On "Marxism and Science: An addendum to ‘The Frankfurt School vs. Marxism'"

 

Your trouncing of Steiner's posturing in science is precise, convincing and timely. Steiner's seeming adulation of mathematics apparently shrouds a quite casual acquaintance with the philosophical reflection of actual developments in mathematics and no genuine attempt to understand what the subject is about or how it actually relates to the other sciences. Given the time required to grasp specialties within the sciences and especially mathematics, it is at least to some extent excusable when someone who has mastered some new and startling scientific development sets the cart before the horse and lectures to the other sciences on how a break from old concepts in mathematics (or physics, etc.) necessitates a rewriting ab ovo of the whole of philosophy.

For one well-known example, Ernst Mach bowing to idealism via his imagined discovery of the identity of sensation and matter and [not undermining] his work in physics. In fact, were this an isolated sophistical venture, Lenin may not have taken the time to comment. The penetration of the many related concepts into the vanguard party in the form of a concerted attack on materialism within sections of the leadership of the proletariat, in Russia and internationally did, however, necessitate action. It showed that the imagined middle-ground of the empiro-criticists, far from a mere response to new science, bore the ideological content of the class penetration of the proletarian movement by bankrupt bourgeois philosophical phraseology and content....

Little as one would relish the prospect of reading Steiner's material, an even more mathematically oriented critique sounds like it is in order. In particular it sounds as if the latest mathematics with which he is acquainted comes from the latter half of the 19th century. He also seems to confuse String Theory (in physics) with n-dimensional analysis in mathematics. One hesitates to guess what he would do with a proper understanding of Godel's Second Theorem, or if he had stumbled across any of the many works that argue for post-modernist conclusion in response to this. Steiner's casual approach resembles the irksome confusion in the popularly projected picture of experimental science with its mathematical elaboration, developments in pure mathematics, and the connection of all of these.

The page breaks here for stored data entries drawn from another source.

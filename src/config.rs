//! Configuration loader for the `aquaflow-dashboard` service.
//!
//! This module centralizes all runtime configuration values and their defaults,
//! loading from environment variables (with optional `.env` file support
//! provided by the caller). Nothing else in the crate reads `env::var` for
//! application settings.
//!
use std::{env, time::Duration};

use anyhow::{anyhow, Result};

/// Parse an optional integer environment variable with a default value.
macro_rules! parse_env_u32 {
    ($var_name:expr, $default:expr) => {
        env::var($var_name)
            .ok()
            .map(|v| v.parse::<u32>())
            .transpose()
            .map_err(|e| anyhow!("Invalid {}: {}", $var_name, e))?
            .unwrap_or($default)
    };
}

/// Parse an optional duration (whole seconds) environment variable.
macro_rules! parse_env_secs {
    ($var_name:expr, $default:expr) => {
        Duration::from_secs(
            env::var($var_name)
                .ok()
                .map(|v| v.parse::<u64>())
                .transpose()
                .map_err(|e| anyhow!("Invalid {}: {}", $var_name, e))?
                .unwrap_or($default),
        )
    };
}

/// Parse a required string environment variable.
macro_rules! require_env {
    ($var_name:expr) => {
        env::var($var_name)
            .map_err(|_| anyhow!("{} must be set in .env or environment", $var_name))?
    };
}

/// Strongly typed application configuration.
///
/// All fields are immutable after loading, ensuring a consistent configuration
/// snapshot for the lifetime of the application.
#[derive(Debug, Clone)]
pub struct Config {
    // ---
    /// Sensor data API base URL (token and data endpoints hang off it).
    pub api_url: String,

    /// Credentials exchanged for a bearer token.
    pub api_username: String,
    pub api_password: String,

    /// Port the dashboard HTTP server binds on.
    pub port: u16,

    /// Sleep between two polling cycles.
    pub refresh_interval: Duration,

    /// Upper bound on fetch attempts within one polling cycle.
    pub fetch_max_retries: u32,

    /// Pause between two failed fetch attempts.
    pub fetch_retry_delay: Duration,

    /// Per-request HTTP timeout.
    pub fetch_timeout: Duration,

    /// Age after which the bearer token is renewed.
    pub token_ttl: Duration,
}

/// Load configuration from environment variables with defaults.
///
/// Required:
/// - `API_URL` – Sensor data API base URL
///
/// Optional:
/// - `API_USERNAME` / `API_PASSWORD` – token credentials (default: `default_user` / `default_pass`)
/// - `PORT` – HTTP port (default: 8050)
/// - `REFRESH_INTERVAL_SECS` – polling cadence (default: 300)
/// - `FETCH_MAX_RETRIES` – attempts per cycle (default: 3)
/// - `FETCH_RETRY_DELAY_SECS` – delay between attempts (default: 5)
/// - `FETCH_TIMEOUT_SECS` – HTTP request timeout (default: 10)
/// - `TOKEN_TTL_SECS` – token lifetime (default: 3600)
///
/// Returns an error if any required variable is missing or invalid.
pub fn load_from_env() -> Result<Config> {
    // ---
    let api_url = require_env!("API_URL");
    let api_username = env::var("API_USERNAME").unwrap_or_else(|_| "default_user".to_string());
    let api_password = env::var("API_PASSWORD").unwrap_or_else(|_| "default_pass".to_string());

    let port = parse_env_u32!("PORT", 8050);
    let port = u16::try_from(port).map_err(|_| anyhow!("Invalid PORT: {} is out of range", port))?;

    let fetch_max_retries = parse_env_u32!("FETCH_MAX_RETRIES", 3);
    if fetch_max_retries == 0 {
        return Err(anyhow!("Invalid FETCH_MAX_RETRIES: must be at least 1"));
    }

    Ok(Config {
        api_url: api_url.trim_end_matches('/').to_string(),
        api_username,
        api_password,
        port,
        refresh_interval: parse_env_secs!("REFRESH_INTERVAL_SECS", 300),
        fetch_max_retries,
        fetch_retry_delay: parse_env_secs!("FETCH_RETRY_DELAY_SECS", 5),
        fetch_timeout: parse_env_secs!("FETCH_TIMEOUT_SECS", 10),
        token_ttl: parse_env_secs!("TOKEN_TTL_SECS", 3600),
    })
}

impl Config {
    /// Log the loaded configuration for debugging purposes.
    ///
    /// The API password is masked; everything else is shown as loaded.
    pub fn log_config(&self) {
        // ---
        tracing::info!("Configuration loaded:");
        tracing::info!("  API_URL                : {}", self.api_url);
        tracing::info!("  API_USERNAME           : {}", self.api_username);
        tracing::info!("  API_PASSWORD           : {}", mask(&self.api_password));
        tracing::info!("  PORT                   : {}", self.port);
        tracing::info!("  REFRESH_INTERVAL_SECS  : {}", self.refresh_interval.as_secs());
        tracing::info!("  FETCH_MAX_RETRIES      : {}", self.fetch_max_retries);
        tracing::info!("  FETCH_RETRY_DELAY_SECS : {}", self.fetch_retry_delay.as_secs());
        tracing::info!("  FETCH_TIMEOUT_SECS     : {}", self.fetch_timeout.as_secs());
        tracing::info!("  TOKEN_TTL_SECS         : {}", self.token_ttl.as_secs());
    }
}

fn mask(secret: &str) -> &'static str {
    if secret.is_empty() {
        "<empty>"
    } else {
        "****"
    }
}

#[cfg(test)]
mod tests {
    // ---
    use super::*;

    #[test]
    fn test_mask_hides_secret() {
        // ---
        assert_eq!(mask("hunter2"), "****");
        assert_eq!(mask(""), "<empty>");
    }
}
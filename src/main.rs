//! Application entry point for the `aquaflow-dashboard` service.
//!
//! This binary orchestrates the startup sequence:
//! - Loading configuration from environment variables or `.env`
//! - Initializing structured logging/tracing
//! - Spawning the background poller that refreshes the shared dataset
//! - Mounting all routes via the `routes` gateway (EMBP pattern)
//! - Binding the Axum HTTP server and serving requests
//!
//! # Environment Variables
//! - `API_URL` (**required**) – sensor API base URL
//! - `PORT` (optional) – HTTP port (default: 8050)
//! - `AXUM_LOG_LEVEL` (optional) – log verbosity (default: `debug`)
//! - `AXUM_SPAN_EVENTS` (optional) – span event mode for tracing
//!
//! See `config.rs` for the full list.
use std::{env, net::SocketAddr};

use anyhow::{Context, Result};
use axum::Router;
use dotenvy::dotenv;
use is_terminal::IsTerminal;
use tracing_subscriber::filter::EnvFilter;
use tracing_subscriber::fmt::format::FmtSpan;

use aquaflow::{poller, routes, Fetcher, SharedState};

// ---

#[tokio::main]
async fn main() -> Result<()> {
    // ---
    dotenv().ok();
    init_tracing();

    let cfg = aquaflow::load_from_env()?;
    cfg.log_config();

    let fetcher = Fetcher::new(&cfg).context("Failed to build HTTP client")?;
    let state = SharedState::new();

    tokio::spawn(poller::run(fetcher, state.clone(), cfg.refresh_interval));

    // Build app from routes gateway (EMBP)
    let app: Router = routes::router(state);

    let addr = SocketAddr::from(([0, 0, 0, 0], cfg.port));
    tracing::info!("Listening on {}", addr);

    let listener = tokio::net::TcpListener::bind(addr).await?;
    axum::serve(listener, app).await?;

    Ok(())
}

// ---

/// Initialize the global tracing subscriber for structured logging.
///
/// This function configures the [`tracing_subscriber`] with:
/// - Log target, file, and line number output enabled
/// - Color output controlled by TTY detection and `FORCE_COLOR` env var:
///   - `FORCE_COLOR=1|true|yes`: force colors on
///   - `FORCE_COLOR=0|false|no`: force colors off
///   - unset or other values: auto-detect TTY
/// - Span event emission mode controlled by the `AXUM_SPAN_EVENTS` env var:
///   - `"full"`       : emit ENTER, EXIT, and CLOSE events with timing
///   - `"enter_exit"` : emit ENTER and EXIT only
///   - unset or other values: emit CLOSE events only (default)
/// - Log level controlled by `RUST_LOG`, else the `AXUM_LOG_LEVEL` env var
///
/// Call once at startup before any logging macros run.
fn init_tracing() {
    // ---
    let span_events = match env::var("AXUM_SPAN_EVENTS").as_deref() {
        Ok("full") => FmtSpan::FULL,
        Ok("enter_exit") => FmtSpan::ENTER | FmtSpan::EXIT,
        _ => FmtSpan::CLOSE,
    };

    let use_color = match env::var("FORCE_COLOR").as_deref() {
        Ok("1") | Ok("true") | Ok("yes") => true,
        Ok("0") | Ok("false") | Ok("no") => false,
        _ => std::io::stdout().is_terminal(),
    };

    // Use RUST_LOG if available, otherwise fall back to AXUM_LOG_LEVEL
    let env_filter = if env::var("RUST_LOG").is_ok() {
        EnvFilter::from_default_env()
    } else {
        let level = match env::var("AXUM_LOG_LEVEL").ok().as_deref() {
            Some("trace") => "trace",
            Some("debug") => "debug",
            Some("info") => "info",
            Some("warn") => "warn",
            Some("error") => "error",
            _ => "debug",
        };
        EnvFilter::new(format!("{level},hyper=info,reqwest=info"))
    };

    tracing_subscriber::fmt()
        .with_target(true)
        .with_file(true)
        .with_line_number(true)
        .with_span_events(span_events)
        .with_env_filter(env_filter)
        .with_ansi(use_color)
        .compact()
        .init();
}
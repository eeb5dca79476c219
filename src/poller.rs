//! Background refresh loop: fetch, clean, publish, sleep.

use std::time::Duration;

use tracing::{error, info, warn};

use crate::fetcher::ReadingSource;
use crate::{processor, SharedState};

// ---

/// What a single refresh cycle did to the shared state.
#[derive(Debug, Clone, PartialEq, Eq)]
pub enum CycleOutcome {
    Published { records: usize, dropped_rows: usize },
    NoData,
    FetchFailed,
}

/// Run one fetch → preprocess → publish cycle.
///
/// Errors never escape: they are logged and recorded on the shared state,
/// which keeps showing the previous dataset.
pub async fn run_cycle<S: ReadingSource>(source: &mut S, state: &SharedState) -> CycleOutcome {
    // ---
    let raw = match source.fetch().await {
        Ok(raw) => raw,
        Err(e) => {
            let message = format!("Failed to fetch new data: {}", e);
            error!("{}", message);
            state.record_error(message).await;
            return CycleOutcome::FetchFailed;
        }
    };

    match processor::preprocess(&raw) {
        Some(dataset) => {
            let outcome = CycleOutcome::Published {
                records: dataset.len(),
                dropped_rows: dataset.dropped_rows,
            };
            state.publish(dataset).await;
            info!("Data updated successfully");
            outcome
        }
        None => {
            warn!("Fetched {} rows but none were usable", raw.len());
            state
                .record_error("Preprocessing produced no usable readings")
                .await;
            CycleOutcome::NoData
        }
    }
}

/// Refresh forever on a fixed cadence. Spawn once.
pub async fn run<S>(mut source: S, state: SharedState, interval: Duration)
where
    S: ReadingSource + Send,
{
    // ---
    info!("Poller started, refreshing every {:?}", interval);
    loop {
        let outcome = run_cycle(&mut source, &state).await;
        tracing::debug!("Refresh cycle finished: {:?}", outcome);
        tokio::time::sleep(interval).await;
    }
}

#[cfg(test)]
mod tests {
    // ---
    use super::*;
    use crate::fetcher::FetchError;
    use crate::RawReading;
    use serde_json::json;
    use std::collections::VecDeque;

    struct ScriptedSource {
        responses: VecDeque<Result<Vec<RawReading>, FetchError>>,
    }

    impl ReadingSource for ScriptedSource {
        async fn fetch(&mut self) -> Result<Vec<RawReading>, FetchError> {
            self.responses
                .pop_front()
                .unwrap_or_else(|| Err(FetchError::Payload("script exhausted".into())))
        }
    }

    fn row(ts: &str, ph: f64) -> RawReading {
        RawReading {
            timestamp: Some(json!(ts)),
            ph: Some(json!(ph)),
            ..RawReading::default()
        }
    }

    #[tokio::test]
    async fn test_cycles_publish_and_flag_errors() {
        // ---
        let mut source = ScriptedSource {
            responses: VecDeque::from(vec![
                Ok(vec![row("2024-08-21 10:00:00", 7.2), row("bogus", 7.0)]),
                Err(FetchError::Status(reqwest::StatusCode::BAD_GATEWAY)),
                Ok(vec![row("bogus", 7.0)]),
            ]),
        };
        let state = SharedState::new();

        let outcome = run_cycle(&mut source, &state).await;
        assert_eq!(
            outcome,
            CycleOutcome::Published {
                records: 1,
                dropped_rows: 1
            }
        );
        let snap = state.snapshot().await;
        assert!(snap.error.is_none());
        assert!(snap.last_update.is_some());

        assert_eq!(run_cycle(&mut source, &state).await, CycleOutcome::FetchFailed);
        let snap = state.snapshot().await;
        assert!(snap.error.unwrap().starts_with("Failed to fetch new data"));
        assert_eq!(snap.dataset.unwrap().len(), 1, "previous dataset kept");

        assert_eq!(run_cycle(&mut source, &state).await, CycleOutcome::NoData);
        let snap = state.snapshot().await;
        assert_eq!(
            snap.error.as_deref(),
            Some("Preprocessing produced no usable readings")
        );
    }
}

For one more example, he apparently does not understand that String Theory remains a theory mainly within physics and utterly dependent on experiment; that the elaboration of the mathematical support for this field is, so far, a highly incomplete special form of noncommutative geometry. Impetus for its further mathematical development will derive for some time from its further empirical success.

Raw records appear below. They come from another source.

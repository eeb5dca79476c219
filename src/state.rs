//! Shared dashboard state.
//!
//! One mutex guards the current dataset, the time it was published and the
//! last error. The poller is the only writer; handlers take a copy via
//! [`SharedState::snapshot`] and release the lock straight away.

use std::sync::Arc;

use chrono::{Local, NaiveDateTime};
use tokio::sync::Mutex;

use crate::Dataset;

// ---

/// Point-in-time copy of the shared state.
#[derive(Debug, Clone, Default)]
pub struct Snapshot {
    // ---
    pub dataset: Option<Arc<Dataset>>,
    pub last_update: Option<NaiveDateTime>,
    pub error: Option<String>,
}

#[derive(Debug, Clone, Default)]
pub struct SharedState {
    inner: Arc<Mutex<Snapshot>>,
}

impl SharedState {
    pub fn new() -> Self {
        Self::default()
    }

    /// Replace the current dataset wholesale and clear any error.
    pub async fn publish(&self, dataset: Dataset) {
        self.publish_at(dataset, Local::now().naive_local()).await
    }

    pub async fn publish_at(&self, dataset: Dataset, at: NaiveDateTime) {
        // ---
        let dataset = Arc::new(dataset);
        let mut guard = self.inner.lock().await;
        guard.dataset = Some(dataset);
        guard.last_update = Some(at);
        guard.error = None;
    }

    /// Flag a failed refresh. The previous dataset stays visible.
    pub async fn record_error(&self, message: impl Into<String>) {
        let message = message.into();
        self.inner.lock().await.error = Some(message);
    }

    pub async fn snapshot(&self) -> Snapshot {
        self.inner.lock().await.clone()
    }
}

#[cfg(test)]
mod tests {
    // ---
    use super::*;
    use chrono::NaiveDate;

    fn noon() -> NaiveDateTime {
        NaiveDate::from_ymd_opt(2024, 8, 21)
            .unwrap()
            .and_hms_opt(12, 0, 0)
            .unwrap()
    }

    #[tokio::test]
    async fn test_starts_empty() {
        // ---
        let snap = SharedState::new().snapshot().await;
        assert!(snap.dataset.is_none());
        assert!(snap.last_update.is_none());
        assert!(snap.error.is_none());
    }

    #[tokio::test]
    async fn test_error_keeps_dataset_and_publish_clears_error() {
        // ---
        let state = SharedState::new();
        state.publish_at(Dataset::default(), noon()).await;
        state.record_error("Failed to fetch new data").await;

        let snap = state.snapshot().await;
        assert!(snap.dataset.is_some());
        assert_eq!(snap.last_update, Some(noon()));
        assert_eq!(snap.error.as_deref(), Some("Failed to fetch new data"));

        state.publish_at(Dataset::default(), noon()).await;
        assert!(state.snapshot().await.error.is_none());
    }

    #[tokio::test]
    async fn test_snapshot_is_detached_from_later_publishes() {
        // ---
        let state = SharedState::new();
        state.publish_at(Dataset::default(), noon()).await;
        let before = state.snapshot().await;

        let replacement = Dataset {
            readings: Vec::new(),
            dropped_rows: 4,
        };
        state.publish_at(replacement, noon()).await;

        assert_eq!(before.dataset.unwrap().dropped_rows, 0);
        assert_eq!(state.snapshot().await.dataset.unwrap().dropped_rows, 4);
    }
}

All of this brings out that mathematics itself is not the pure non-empirical science that Steiner and others like him seem to be after. The notion of mathematics, for instance, as a game—a view held by the fine aristocrat of 20th century mathematics and patron of Ramanujan, G.F. Hardy—is today the conceit of a minority of mathematicians. What Godel's Completeness and Incompleteness Theorems actually indicate is that proof is the great experiment at the heart of mathematics. The ability to prove is a replicable test of a mathematical statement. Moreover, the confidence necessary to move forward via proof is given by the adoption of conceptual starting-points which mathematics relies upon the other sciences to test and re-test for adequacy. And thus its starting-points, or axioms and definitions, satisfy such a test, in the final analysis, in their relation to the development of the productive capacity of mankind and the ability to see to the heart of the movement of matter in the various forms brought in to social consciousness.